For the material below, count each line where the string "info" appears, then return the total alone.

**Dataset excerpts**
------------------------------------------------

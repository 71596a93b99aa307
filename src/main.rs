use actix_cors::Cors;
use actix_web::{middleware::Logger, web, App, HttpResponse, HttpServer};

use smartsteps_server::{
    app_state::AppState,
    config::Config,
    errors::ErrorResponse,
    handlers,
};

async fn api_not_found() -> HttpResponse {
    HttpResponse::NotFound().json(ErrorResponse {
        error: "API endpoint not found".to_string(),
        code: 404,
    })
}

#[actix_web::main]
async fn main() -> std::io::Result<()> {
    dotenvy::dotenv().ok();
    env_logger::init_from_env(env_logger::Env::new().default_filter_or("info"));

    let config = Config::from_env();
    let host = config.web_server_host.clone();
    let port = config.web_server_port;

    let state = AppState::new(config)
        .await
        .expect("failed to initialise application state");
    let jwt_data = web::Data::from(state.jwt_service.clone());

    log::info!("Smart Steps quiz server running on {}:{}", host, port);

    HttpServer::new(move || {
        App::new()
            .app_data(web::Data::new(state.clone()))
            .app_data(jwt_data.clone())
            .wrap(Logger::default())
            .wrap(Cors::permissive())
            .service(handlers::health_check)
            .service(handlers::health_check_ready)
            .service(handlers::register)
            .service(handlers::login)
            .service(handlers::logout)
            .service(handlers::verify)
            .service(handlers::create_quiz)
            .service(handlers::delete_quiz)
            .service(handlers::list_quizzes)
            .service(handlers::get_student_quiz)
            .service(handlers::submit_response)
            .service(handlers::correction)
            .service(handlers::responses_for_quiz)
            .service(handlers::all_responses)
            .service(handlers::quiz_stats)
            .service(handlers::student_details)
            .default_service(web::route().to(api_not_found))
    })
    .bind((host, port))?
    .run()
    .await
}
use chrono::{DateTime, Utc};
use serde::Serialize;

use crate::models::domain::{Passage, Quiz, QuizResponse, Subject, Teacher};

/// Public projection of a teacher account (never carries the password hash).
#[derive(Debug, Clone, Serialize)]
#[serde(rename_all = "camelCase")]
pub struct TeacherDto {
    pub id: String,
    pub name: String,
    pub email: String,
    pub subject: Subject,
}

impl From<&Teacher> for TeacherDto {
    fn from(teacher: &Teacher) -> Self {
        TeacherDto {
            id: teacher.id.clone(),
            name: teacher.name.clone(),
            email: teacher.email.clone(),
            subject: teacher.subject,
        }
    }
}

/// The student-facing quiz. This type has no correct-answer field at all, so
/// the key cannot cross the trust boundary even by accident.
#[derive(Debug, Clone, Serialize)]
#[serde(rename_all = "camelCase")]
pub struct StudentQuizDto {
    pub title: String,
    pub subject: Subject,
    pub questions: Vec<StudentQuestionDto>,
    pub passages: Vec<Passage>,
    pub time_limit: u32,
    pub share_id: String,
}

#[derive(Debug, Clone, Serialize)]
#[serde(rename_all = "camelCase")]
pub struct StudentQuestionDto {
    pub question: String,
    pub options: Vec<String>,
    #[serde(skip_serializing_if = "Option::is_none")]
    pub passage_id: Option<String>,
}

impl From<&Quiz> for StudentQuizDto {
    fn from(quiz: &Quiz) -> Self {
        StudentQuizDto {
            title: quiz.title.clone(),
            subject: quiz.subject,
            questions: quiz
                .questions
                .iter()
                .map(|q| StudentQuestionDto {
                    question: q.question.clone(),
                    options: q.options.clone(),
                    passage_id: q.passage_id.clone(),
                })
                .collect(),
            // Passage text is not secret; it passes through unredacted.
            passages: quiz.passages.clone(),
            time_limit: quiz.time_limit,
            share_id: quiz.share_id.clone(),
        }
    }
}

/// Returned to the student immediately after a submission is scored.
#[derive(Debug, Clone, Serialize)]
#[serde(rename_all = "camelCase")]
pub struct SubmitResultDto {
    pub message: String,
    pub score: u32,
    pub total_questions: u32,
    pub percentage: u32,
    pub correction_id: String,
}

/// One row of a correction: everything needed to review a single question.
#[derive(Debug, Clone, PartialEq, Serialize)]
#[serde(rename_all = "camelCase")]
pub struct QuestionAnalysis {
    pub question: String,
    pub options: Vec<String>,
    pub correct_answer: u8,
    pub student_answer: i32,
    pub is_correct: bool,
}

/// Full correction detail. Served both to the student (keyed by correction
/// token) and to the owning teacher (keyed by response id).
#[derive(Debug, Clone, Serialize)]
#[serde(rename_all = "camelCase")]
pub struct CorrectionDto {
    pub student_name: String,
    pub quiz_title: String,
    pub subject: Subject,
    pub score: u32,
    pub total_questions: u32,
    pub percentage: u32,
    pub time_spent: u32,
    pub submitted_at: DateTime<Utc>,
    pub question_analysis: Vec<QuestionAnalysis>,
}

/// One response row in a teacher-facing listing.
#[derive(Debug, Clone, Serialize)]
#[serde(rename_all = "camelCase")]
pub struct ResponseSummaryDto {
    pub id: String,
    pub student_name: String,
    pub score: u32,
    pub total_questions: u32,
    pub percentage: u32,
    pub time_spent: u32,
    pub correction_id: String,
    pub submitted_at: DateTime<Utc>,
}

#[derive(Debug, Clone, Serialize)]
#[serde(rename_all = "camelCase")]
pub struct QuizSummaryDto {
    pub id: String,
    pub title: String,
    pub subject: Subject,
    pub total_questions: u32,
    pub time_limit: u32,
}

impl From<&Quiz> for QuizSummaryDto {
    fn from(quiz: &Quiz) -> Self {
        QuizSummaryDto {
            id: quiz.id.clone(),
            title: quiz.title.clone(),
            subject: quiz.subject,
            total_questions: quiz.questions.len() as u32,
            time_limit: quiz.time_limit,
        }
    }
}

/// Responses for one quiz, newest first, with the quiz header alongside.
#[derive(Debug, Clone, Serialize)]
#[serde(rename_all = "camelCase")]
pub struct QuizResponsesDto {
    pub quiz: QuizSummaryDto,
    pub responses: Vec<ResponseSummaryDto>,
}

/// Per-quiz summary statistics over all of its responses.
#[derive(Debug, Clone, PartialEq, Eq, Serialize)]
#[serde(rename_all = "camelCase")]
pub struct QuizStats {
    pub total_attempts: u32,
    pub average_score: u32,
    pub highest_score: u32,
    pub lowest_score: u32,
    pub average_time: u32,
}

impl QuizStats {
    pub fn empty() -> Self {
        QuizStats {
            total_attempts: 0,
            average_score: 0,
            highest_score: 0,
            lowest_score: 0,
            average_time: 0,
        }
    }
}

pub fn response_summary(response: &QuizResponse, percentage: u32) -> ResponseSummaryDto {
    ResponseSummaryDto {
        id: response.id.clone(),
        student_name: response.student_name.clone(),
        score: response.score,
        total_questions: response.total_questions,
        percentage,
        time_spent: response.time_spent,
        correction_id: response.correction_id.clone(),
        submitted_at: response.submitted_at,
    }
}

------------------------------------------------

**Exercise response**
2